(Extracted material):

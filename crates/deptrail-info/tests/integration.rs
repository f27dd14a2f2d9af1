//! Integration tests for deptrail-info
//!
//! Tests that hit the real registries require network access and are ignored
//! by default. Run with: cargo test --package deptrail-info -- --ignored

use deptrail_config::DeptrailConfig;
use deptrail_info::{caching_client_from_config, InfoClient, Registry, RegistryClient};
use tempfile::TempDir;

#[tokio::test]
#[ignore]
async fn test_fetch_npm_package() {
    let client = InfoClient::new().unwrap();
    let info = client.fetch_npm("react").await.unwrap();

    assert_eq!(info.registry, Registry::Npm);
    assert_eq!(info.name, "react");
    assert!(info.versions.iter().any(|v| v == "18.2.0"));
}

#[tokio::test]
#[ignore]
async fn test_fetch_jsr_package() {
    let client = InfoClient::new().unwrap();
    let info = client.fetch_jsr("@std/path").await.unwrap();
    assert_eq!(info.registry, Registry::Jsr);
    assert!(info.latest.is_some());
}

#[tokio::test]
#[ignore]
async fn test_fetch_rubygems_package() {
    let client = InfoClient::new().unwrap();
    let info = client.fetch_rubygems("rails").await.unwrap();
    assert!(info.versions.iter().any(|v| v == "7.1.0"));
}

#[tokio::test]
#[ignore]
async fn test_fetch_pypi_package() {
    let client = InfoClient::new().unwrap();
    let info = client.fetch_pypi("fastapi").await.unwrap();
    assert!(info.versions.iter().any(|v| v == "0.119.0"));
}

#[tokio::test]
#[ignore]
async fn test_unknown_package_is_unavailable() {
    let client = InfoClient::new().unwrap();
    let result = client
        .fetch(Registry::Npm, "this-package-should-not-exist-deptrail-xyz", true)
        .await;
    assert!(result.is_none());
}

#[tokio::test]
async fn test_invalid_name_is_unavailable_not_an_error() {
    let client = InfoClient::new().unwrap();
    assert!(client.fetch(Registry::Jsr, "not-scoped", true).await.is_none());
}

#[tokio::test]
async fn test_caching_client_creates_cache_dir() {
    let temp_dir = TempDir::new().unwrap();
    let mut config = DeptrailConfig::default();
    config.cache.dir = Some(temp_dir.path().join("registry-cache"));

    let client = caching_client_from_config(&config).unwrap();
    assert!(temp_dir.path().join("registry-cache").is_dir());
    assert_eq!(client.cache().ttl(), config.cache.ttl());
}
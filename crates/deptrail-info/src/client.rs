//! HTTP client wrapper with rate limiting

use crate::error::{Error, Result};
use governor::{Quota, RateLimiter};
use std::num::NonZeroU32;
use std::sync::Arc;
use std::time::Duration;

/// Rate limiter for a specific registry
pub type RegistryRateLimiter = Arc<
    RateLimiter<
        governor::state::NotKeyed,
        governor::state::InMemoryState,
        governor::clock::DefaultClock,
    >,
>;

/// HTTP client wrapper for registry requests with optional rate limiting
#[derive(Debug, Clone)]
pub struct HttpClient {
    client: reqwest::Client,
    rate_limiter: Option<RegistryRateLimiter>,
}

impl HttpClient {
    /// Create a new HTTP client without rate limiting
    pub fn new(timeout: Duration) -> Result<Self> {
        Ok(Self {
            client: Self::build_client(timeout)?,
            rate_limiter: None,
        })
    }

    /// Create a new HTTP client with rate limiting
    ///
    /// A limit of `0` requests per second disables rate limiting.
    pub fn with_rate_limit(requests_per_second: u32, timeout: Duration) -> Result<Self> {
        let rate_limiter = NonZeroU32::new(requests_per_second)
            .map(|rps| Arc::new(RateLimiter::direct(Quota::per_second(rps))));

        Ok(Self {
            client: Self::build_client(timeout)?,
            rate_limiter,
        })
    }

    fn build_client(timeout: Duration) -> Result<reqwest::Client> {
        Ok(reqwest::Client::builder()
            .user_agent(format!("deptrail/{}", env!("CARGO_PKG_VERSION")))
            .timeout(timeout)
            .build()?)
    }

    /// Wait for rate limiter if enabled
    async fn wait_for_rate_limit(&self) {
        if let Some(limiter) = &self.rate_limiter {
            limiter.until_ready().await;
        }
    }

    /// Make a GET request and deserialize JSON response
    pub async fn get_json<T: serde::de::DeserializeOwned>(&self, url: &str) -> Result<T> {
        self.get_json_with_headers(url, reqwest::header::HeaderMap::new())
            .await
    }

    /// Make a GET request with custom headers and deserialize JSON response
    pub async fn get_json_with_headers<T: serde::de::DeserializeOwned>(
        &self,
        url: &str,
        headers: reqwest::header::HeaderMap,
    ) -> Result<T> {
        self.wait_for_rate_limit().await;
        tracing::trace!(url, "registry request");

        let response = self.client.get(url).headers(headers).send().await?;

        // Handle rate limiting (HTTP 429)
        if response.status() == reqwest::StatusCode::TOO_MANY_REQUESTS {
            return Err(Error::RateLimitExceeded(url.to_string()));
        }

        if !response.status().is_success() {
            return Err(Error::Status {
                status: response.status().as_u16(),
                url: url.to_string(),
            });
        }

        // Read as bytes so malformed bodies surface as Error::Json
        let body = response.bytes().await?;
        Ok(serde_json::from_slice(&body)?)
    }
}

--

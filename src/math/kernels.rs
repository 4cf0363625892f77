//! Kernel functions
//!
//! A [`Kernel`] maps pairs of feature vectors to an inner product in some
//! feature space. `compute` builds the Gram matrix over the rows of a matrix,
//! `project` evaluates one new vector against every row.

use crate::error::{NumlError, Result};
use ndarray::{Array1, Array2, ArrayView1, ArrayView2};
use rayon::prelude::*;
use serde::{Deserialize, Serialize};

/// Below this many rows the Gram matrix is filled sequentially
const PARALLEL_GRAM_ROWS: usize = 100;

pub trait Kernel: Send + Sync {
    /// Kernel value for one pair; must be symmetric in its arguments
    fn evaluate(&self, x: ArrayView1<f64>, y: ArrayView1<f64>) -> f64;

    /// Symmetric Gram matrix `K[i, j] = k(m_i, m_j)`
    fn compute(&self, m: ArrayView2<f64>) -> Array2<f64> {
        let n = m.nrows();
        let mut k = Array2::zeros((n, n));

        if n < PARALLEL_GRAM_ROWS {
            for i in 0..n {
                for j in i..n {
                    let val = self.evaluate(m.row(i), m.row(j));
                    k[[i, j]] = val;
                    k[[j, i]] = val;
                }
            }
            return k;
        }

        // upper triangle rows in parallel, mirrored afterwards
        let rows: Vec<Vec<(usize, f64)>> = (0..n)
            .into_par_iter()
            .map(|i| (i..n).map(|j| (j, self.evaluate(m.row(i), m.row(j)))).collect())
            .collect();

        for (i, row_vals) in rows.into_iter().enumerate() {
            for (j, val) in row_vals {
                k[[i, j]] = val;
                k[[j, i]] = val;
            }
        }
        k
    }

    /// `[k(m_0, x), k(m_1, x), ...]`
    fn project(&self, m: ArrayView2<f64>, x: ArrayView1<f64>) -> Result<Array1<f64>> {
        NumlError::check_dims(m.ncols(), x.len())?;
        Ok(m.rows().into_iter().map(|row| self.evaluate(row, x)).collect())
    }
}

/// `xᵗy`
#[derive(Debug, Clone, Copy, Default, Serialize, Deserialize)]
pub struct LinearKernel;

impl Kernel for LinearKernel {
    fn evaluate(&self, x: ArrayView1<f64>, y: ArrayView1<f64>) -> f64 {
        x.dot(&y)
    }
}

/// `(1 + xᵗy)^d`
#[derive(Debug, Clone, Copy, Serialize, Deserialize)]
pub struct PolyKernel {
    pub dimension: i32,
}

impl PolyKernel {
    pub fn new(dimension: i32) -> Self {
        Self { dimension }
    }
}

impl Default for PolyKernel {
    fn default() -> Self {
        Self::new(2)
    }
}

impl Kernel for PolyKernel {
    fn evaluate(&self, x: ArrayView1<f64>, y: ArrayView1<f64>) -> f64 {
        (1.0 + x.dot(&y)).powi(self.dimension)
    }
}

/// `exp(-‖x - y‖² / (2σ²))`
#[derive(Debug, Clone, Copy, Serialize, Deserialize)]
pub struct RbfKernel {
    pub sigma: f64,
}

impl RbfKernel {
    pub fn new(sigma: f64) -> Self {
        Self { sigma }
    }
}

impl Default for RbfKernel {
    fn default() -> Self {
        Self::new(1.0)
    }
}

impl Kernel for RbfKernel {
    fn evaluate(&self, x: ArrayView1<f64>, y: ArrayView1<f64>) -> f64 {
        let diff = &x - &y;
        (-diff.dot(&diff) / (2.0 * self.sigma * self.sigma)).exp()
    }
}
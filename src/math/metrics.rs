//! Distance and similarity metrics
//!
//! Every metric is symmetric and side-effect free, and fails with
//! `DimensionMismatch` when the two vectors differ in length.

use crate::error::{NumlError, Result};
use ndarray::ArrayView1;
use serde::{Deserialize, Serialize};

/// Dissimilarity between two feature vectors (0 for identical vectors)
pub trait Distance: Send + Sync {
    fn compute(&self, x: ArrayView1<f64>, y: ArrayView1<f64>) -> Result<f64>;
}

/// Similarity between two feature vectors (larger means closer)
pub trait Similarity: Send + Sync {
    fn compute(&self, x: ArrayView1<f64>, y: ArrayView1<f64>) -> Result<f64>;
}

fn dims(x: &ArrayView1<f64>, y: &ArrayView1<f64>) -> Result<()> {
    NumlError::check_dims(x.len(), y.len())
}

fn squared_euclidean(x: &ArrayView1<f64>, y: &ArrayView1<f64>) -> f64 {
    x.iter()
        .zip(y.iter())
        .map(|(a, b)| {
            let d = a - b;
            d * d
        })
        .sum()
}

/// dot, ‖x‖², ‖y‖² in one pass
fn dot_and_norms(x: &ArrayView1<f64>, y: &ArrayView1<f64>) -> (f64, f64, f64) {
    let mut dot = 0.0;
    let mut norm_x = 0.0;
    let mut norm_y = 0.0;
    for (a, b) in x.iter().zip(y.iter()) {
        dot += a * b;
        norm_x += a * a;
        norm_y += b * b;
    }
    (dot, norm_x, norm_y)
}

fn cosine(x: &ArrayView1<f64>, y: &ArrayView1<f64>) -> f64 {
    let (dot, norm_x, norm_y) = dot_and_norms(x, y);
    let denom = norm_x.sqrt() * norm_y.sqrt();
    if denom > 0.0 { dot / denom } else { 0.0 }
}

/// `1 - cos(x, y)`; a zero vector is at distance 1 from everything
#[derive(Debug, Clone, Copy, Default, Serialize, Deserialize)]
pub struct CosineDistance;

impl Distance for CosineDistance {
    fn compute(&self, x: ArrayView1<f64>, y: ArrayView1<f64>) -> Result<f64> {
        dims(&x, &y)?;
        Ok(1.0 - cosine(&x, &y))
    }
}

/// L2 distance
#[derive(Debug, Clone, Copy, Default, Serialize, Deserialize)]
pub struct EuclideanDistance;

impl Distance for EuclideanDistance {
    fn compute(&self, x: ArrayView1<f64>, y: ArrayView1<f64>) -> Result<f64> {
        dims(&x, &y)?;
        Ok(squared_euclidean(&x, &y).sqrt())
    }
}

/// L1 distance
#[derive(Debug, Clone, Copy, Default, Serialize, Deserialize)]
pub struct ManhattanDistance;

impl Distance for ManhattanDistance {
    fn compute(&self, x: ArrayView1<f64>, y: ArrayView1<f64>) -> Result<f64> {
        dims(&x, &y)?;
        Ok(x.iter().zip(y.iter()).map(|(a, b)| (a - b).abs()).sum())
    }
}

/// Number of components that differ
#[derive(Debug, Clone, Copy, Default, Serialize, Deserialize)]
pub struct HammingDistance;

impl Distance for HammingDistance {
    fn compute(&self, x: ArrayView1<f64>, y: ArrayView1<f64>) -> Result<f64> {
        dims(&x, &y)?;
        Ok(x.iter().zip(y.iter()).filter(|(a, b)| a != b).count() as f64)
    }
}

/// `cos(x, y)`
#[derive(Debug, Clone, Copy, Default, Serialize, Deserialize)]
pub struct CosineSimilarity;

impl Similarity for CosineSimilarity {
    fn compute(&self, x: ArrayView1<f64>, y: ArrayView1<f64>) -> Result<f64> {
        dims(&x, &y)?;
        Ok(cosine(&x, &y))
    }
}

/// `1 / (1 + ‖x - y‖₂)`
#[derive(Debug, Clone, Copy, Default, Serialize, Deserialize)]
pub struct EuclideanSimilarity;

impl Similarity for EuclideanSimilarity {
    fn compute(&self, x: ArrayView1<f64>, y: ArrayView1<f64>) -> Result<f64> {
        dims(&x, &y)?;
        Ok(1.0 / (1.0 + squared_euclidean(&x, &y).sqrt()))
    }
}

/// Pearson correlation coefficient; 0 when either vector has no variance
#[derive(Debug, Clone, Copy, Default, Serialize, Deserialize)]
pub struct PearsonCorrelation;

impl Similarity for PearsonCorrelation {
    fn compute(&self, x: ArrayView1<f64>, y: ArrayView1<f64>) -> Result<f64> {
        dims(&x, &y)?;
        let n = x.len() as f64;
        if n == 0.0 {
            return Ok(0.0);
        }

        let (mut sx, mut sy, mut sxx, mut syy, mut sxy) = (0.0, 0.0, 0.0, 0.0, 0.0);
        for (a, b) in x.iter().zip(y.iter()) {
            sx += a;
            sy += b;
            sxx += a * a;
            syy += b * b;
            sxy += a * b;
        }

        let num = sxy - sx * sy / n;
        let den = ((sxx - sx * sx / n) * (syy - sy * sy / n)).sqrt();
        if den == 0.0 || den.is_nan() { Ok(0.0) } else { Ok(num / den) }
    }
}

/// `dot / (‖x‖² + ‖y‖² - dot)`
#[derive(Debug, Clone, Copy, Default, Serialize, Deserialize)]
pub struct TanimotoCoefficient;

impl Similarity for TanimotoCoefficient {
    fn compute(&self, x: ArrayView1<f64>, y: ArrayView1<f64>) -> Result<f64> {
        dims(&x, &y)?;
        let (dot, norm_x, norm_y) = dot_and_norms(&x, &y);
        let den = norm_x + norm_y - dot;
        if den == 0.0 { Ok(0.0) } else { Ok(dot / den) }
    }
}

(Exercise directions):
Which lines above include "feature"? Show each of them by copying it.

(Solution):
//! A [`Kernel`] maps pairs of feature vectors to an inner product in some
//! feature space. `compute` builds the Gram matrix over the rows of a matrix,
/// Dissimilarity between two feature vectors (0 for identical vectors)
/// Similarity between two feature vectors (larger means closer)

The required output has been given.